Problem requirements
In the records below, find every line with the word "declares" and copy it.

Exercise data
//! Chart artifact validation.
//!
//! When a module declares the `charts` capability, every emitted chart
//! is checked: the declared MIME must match the byte signature, the
//! dimensions must be plausible, and the declared series names must be
//! present. Deterministic pixel comparison (pinned backend + fonts +
//! image hash) exists as an opt-in flag and is disabled by default.

use serde::{Deserialize, Serialize};

/// Plausible dimension bounds in pixels.
const MIN_DIMENSION: u32 = 16;
const MAX_DIMENSION: u32 = 10_000;

/// One reason a chart artifact failed validation.
#[derive(Debug, Clone, PartialEq, Eq, Serialize, Deserialize)]
pub enum ChartIssue {
    /// Byte signature does not match the declared MIME.
    SignatureMismatch { declared: String },
    /// Width or height outside the plausible range.
    ImplausibleDimensions { width: u32, height: u32 },
    /// The artifact declares no data series.
    MissingSeries,
    /// The byte stream is too short to carry a valid image.
    Truncated,
}

impl std::fmt::Display for ChartIssue {
    fn fmt(&self, f: &mut std::fmt::Formatter<'_>) -> std::fmt::Result {
        match self {
            ChartIssue::SignatureMismatch { declared } => {
                write!(f, "byte signature does not match declared MIME {declared}")
            }
            ChartIssue::ImplausibleDimensions { width, height } => {
                write!(f, "implausible chart dimensions {width}x{height}")
            }
            ChartIssue::MissingSeries => write!(f, "chart declares no data series"),
            ChartIssue::Truncated => write!(f, "chart byte stream is truncated"),
        }
    }
}

/// Content hash used by the deterministic-render mode: when rendering
/// backend and fonts are pinned, re-rendering the same data must
/// reproduce the same bytes.
#[must_use]
pub fn image_hash(bytes: &[u8]) -> String {
    crate::artifact::file_digest(bytes)
}

/// Deterministic-render comparison. Opt-in: callers that pin the
/// rendering stack pass the expected hash; `None` disables the check.
#[must_use]
pub fn check_pinned_render(bytes: &[u8], expected_hash: Option<&str>) -> bool {
    match expected_hash {
        Some(expected) => image_hash(bytes) == expected,
        None => true,
    }
}

fn png_dimensions(bytes: &[u8]) -> Option<(u32, u32)> {
    // IHDR is the first chunk: width/height at fixed offsets 16..24.
    if bytes.len() < 24 {
        return None;
    }
    let width = u32::from_be_bytes([bytes[16], bytes[17], bytes[18], bytes[19]]);
    let height = u32::from_be_bytes([bytes[20], bytes[21], bytes[22], bytes[23]]);
    Some((width, height))
}

/// Walk the JPEG marker stream to the first frame header (SOF0..SOF15,
/// excluding DHT/JPG/DAC) and read its dimensions.
fn jpeg_dimensions(bytes: &[u8]) -> Option<(u32, u32)> {
    if !bytes.starts_with(&[0xff, 0xd8]) {
        return None;
    }
    let mut i = 2;
    while i + 3 < bytes.len() {
        if bytes[i] != 0xff {
            return None;
        }
        let marker = bytes[i + 1];
        match marker {
            // Fill byte before a marker.
            0xff => i += 1,
            // Standalone markers carry no length field.
            0x01 | 0xd0..=0xd8 => i += 2,
            0xc0..=0xcf if marker != 0xc4 && marker != 0xc8 && marker != 0xcc => {
                if i + 9 > bytes.len() {
                    return None;
                }
                let height = u32::from(u16::from_be_bytes([bytes[i + 5], bytes[i + 6]]));
                let width = u32::from(u16::from_be_bytes([bytes[i + 7], bytes[i + 8]]));
                return Some((width, height));
            }
            _ => {
                if i + 4 > bytes.len() {
                    return None;
                }
                let len = u16::from_be_bytes([bytes[i + 2], bytes[i + 3]]) as usize;
                i += 2 + len;
            }
        }
    }
    None
}

/// Read a numeric `width="..."`/`height="..."` attribute pair from the
/// document head. SVGs sized purely by viewBox carry no such pair and
/// skip the dimension check.
fn svg_dimensions(bytes: &[u8]) -> Option<(u32, u32)> {
    let head = String::from_utf8_lossy(&bytes[..bytes.len().min(1024)]);
    let width = svg_attr(&head, "width")?;
    let height = svg_attr(&head, "height")?;
    Some((width, height))
}

fn svg_attr(text: &str, name: &str) -> Option<u32> {
    let needle = format!("{name}=\"");
    let mut from = 0;
    while let Some(rel) = text[from..].find(&needle) {
        let idx = from + rel;
        // Attribute boundary: skip e.g. stroke-width when reading width.
        let at_boundary = idx == 0
            || text[..idx]
                .chars()
                .next_back()
                .is_some_and(|c| c.is_whitespace() || c == '<');
        if at_boundary {
            let rest = &text[idx + needle.len()..];
            let end = rest.find('"')?;
            let value: String = rest[..end]
                .chars()
                .take_while(|c| c.is_ascii_digit() || *c == '.')
                .collect();
            return value.parse::<f64>().ok().map(|v| v.round() as u32);
        }
        from = idx + needle.len();
    }
    None
}

fn matches_signature(mime: &str, bytes: &[u8]) -> bool {
    match mime {
        "image/png" => bytes.starts_with(&[0x89, b'P', b'N', b'G', 0x0d, 0x0a, 0x1a, 0x0a]),
        "image/jpeg" => bytes.starts_with(&[0xff, 0xd8, 0xff]),
        "image/svg+xml" => {
            let head = String::from_utf8_lossy(&bytes[..bytes.len().min(512)]);
            head.trim_start().starts_with("<?xml") || head.trim_start().starts_with("<svg")
        }
        _ => false,
    }
}

fn svg_has_series(bytes: &[u8], series: &[String]) -> bool {
    let text = String::from_utf8_lossy(bytes);
    series.iter().all(|name| text.contains(name.as_str()))
}

/// Validate one chart artifact; empty result means it passed.
#[must_use]
pub fn validate_chart(mime: &str, bytes: &[u8], series: &[String]) -> Vec<ChartIssue> {
    let mut issues = Vec::new();

    if bytes.len() < 8 {
        issues.push(ChartIssue::Truncated);
        return issues;
    }

    if !matches_signature(mime, bytes) {
        issues.push(ChartIssue::SignatureMismatch {
            declared: mime.to_string(),
        });
        return issues;
    }

    let dimensions = match mime {
        "image/png" => match png_dimensions(bytes) {
            Some(dims) => Some(dims),
            None => {
                issues.push(ChartIssue::Truncated);
                return issues;
            }
        },
        "image/jpeg" => match jpeg_dimensions(bytes) {
            Some(dims) => Some(dims),
            None => {
                issues.push(ChartIssue::Truncated);
                return issues;
            }
        },
        // SVG dimensions are optional attributes; absent means the
        // document scales and the check does not apply.
        "image/svg+xml" => svg_dimensions(bytes),
        _ => None,
    };
    if let Some((width, height)) = dimensions {
        if !(MIN_DIMENSION..=MAX_DIMENSION).contains(&width)
            || !(MIN_DIMENSION..=MAX_DIMENSION).contains(&height)
        {
            issues.push(ChartIssue::ImplausibleDimensions { width, height });
        }
    }

    if series.is_empty() {
        issues.push(ChartIssue::MissingSeries);
    } else if mime == "image/svg+xml" && !svg_has_series(bytes, series) {
        issues.push(ChartIssue::MissingSeries);
    }

    issues
}

#[cfg(test)]
mod tests {
    use super::*;

    fn png_bytes(width: u32, height: u32) -> Vec<u8> {
        let mut bytes = vec![0x89, b'P', b'N', b'G', 0x0d, 0x0a, 0x1a, 0x0a];
        bytes.extend_from_slice(&13u32.to_be_bytes());
        bytes.extend_from_slice(b"IHDR");
        bytes.extend_from_slice(&width.to_be_bytes());
        bytes.extend_from_slice(&height.to_be_bytes());
        bytes.extend_from_slice(&[8, 2, 0, 0, 0]);
        bytes
    }

    #[test]
    fn valid_png_passes() {
        let issues = validate_chart("image/png", &png_bytes(640, 480), &["temp".to_string()]);
        assert!(issues.is_empty(), "{issues:?}");
    }

    #[test]
    fn mislabeled_mime_rejected() {
        let issues = validate_chart("image/jpeg", &png_bytes(640, 480), &["temp".to_string()]);
        assert_eq!(
            issues,
            vec![ChartIssue::SignatureMismatch {
                declared: "image/jpeg".to_string()
            }]
        );
    }

    #[test]
    fn absurd_dimensions_rejected() {
        let issues = validate_chart("image/png", &png_bytes(0, 99_999), &["temp".to_string()]);
        assert!(matches!(
            issues[0],
            ChartIssue::ImplausibleDimensions { .. }
        ));
    }

    fn jpeg_bytes(width: u16, height: u16) -> Vec<u8> {
        let mut bytes = vec![0xff, 0xd8];
        // APP0 segment the frame scan must skip over.
        bytes.extend_from_slice(&[0xff, 0xe0, 0x00, 0x04, 0x00, 0x00]);
        // SOF0: length, precision, height, width, component count.
        bytes.extend_from_slice(&[0xff, 0xc0, 0x00, 0x11, 0x08]);
        bytes.extend_from_slice(&height.to_be_bytes());
        bytes.extend_from_slice(&width.to_be_bytes());
        bytes.extend_from_slice(&[0x03, 0, 0, 0, 0, 0, 0, 0, 0, 0]);
        bytes
    }

    #[test]
    fn valid_jpeg_passes() {
        let issues = validate_chart("image/jpeg", &jpeg_bytes(640, 480), &["temp".to_string()]);
        assert!(issues.is_empty(), "{issues:?}");
    }

    #[test]
    fn absurd_jpeg_dimensions_rejected() {
        let issues = validate_chart("image/jpeg", &jpeg_bytes(0, 480), &["temp".to_string()]);
        assert_eq!(
            issues,
            vec![ChartIssue::ImplausibleDimensions {
                width: 0,
                height: 480
            }]
        );
    }

    #[test]
    fn jpeg_without_frame_header_is_truncated() {
        let issues = validate_chart(
            "image/jpeg",
            &[0xff, 0xd8, 0xff, 0xe0, 0x00, 0x02],
            &["temp".to_string()],
        );
        assert_eq!(issues, vec![ChartIssue::Truncated]);
    }

    #[test]
    fn svg_declared_dimensions_validated() {
        let good = br#"<svg width="640" height="480"><text>temp</text></svg>"#;
        assert!(validate_chart("image/svg+xml", good, &["temp".to_string()]).is_empty());

        let absurd = br#"<svg width="0" height="99999"><text>temp</text></svg>"#;
        let issues = validate_chart("image/svg+xml", absurd, &["temp".to_string()]);
        assert_eq!(
            issues,
            vec![ChartIssue::ImplausibleDimensions {
                width: 0,
                height: 99_999
            }]
        );
    }

    #[test]
    fn svg_stroke_width_is_not_a_dimension() {
        // Only a real width/height attribute pair triggers the check.
        let svg = br#"<svg viewBox="0 0 10 10"><path stroke-width="0" d="M0 0"/><text>temp</text></svg>"#;
        assert!(validate_chart("image/svg+xml", svg, &["temp".to_string()]).is_empty());
    }

    #[test]
    fn svg_series_names_checked() {
        let svg = br#"<svg><text>temperature</text></svg>"#;
        assert!(validate_chart("image/svg+xml", svg, &["temperature".to_string()]).is_empty());
        assert_eq!(
            validate_chart("image/svg+xml", svg, &["humidity".to_string()]),
            vec![ChartIssue::MissingSeries]
        );
    }

    #[test]
    fn empty_series_rejected() {
        let issues = validate_chart("image/png", &png_bytes(640, 480), &[]);
        assert_eq!(issues, vec![ChartIssue::MissingSeries]);
    }

    #[test]
    fn pinned_render_compares_hashes() {
        let bytes = png_bytes(640, 480);
        let hash = image_hash(&bytes);
        assert!(check_pinned_render(&bytes, Some(&hash)));
        assert!(!check_pinned_render(&bytes, Some("not-the-hash")));
        // Disabled by default.
        assert!(check_pinned_render(&bytes, None));
    }
}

Your response
//! When a module declares the `charts` capability, every emitted chart
    /// The artifact declares no data series.
            ChartIssue::MissingSeries => write!(f, "chart declares no data series"),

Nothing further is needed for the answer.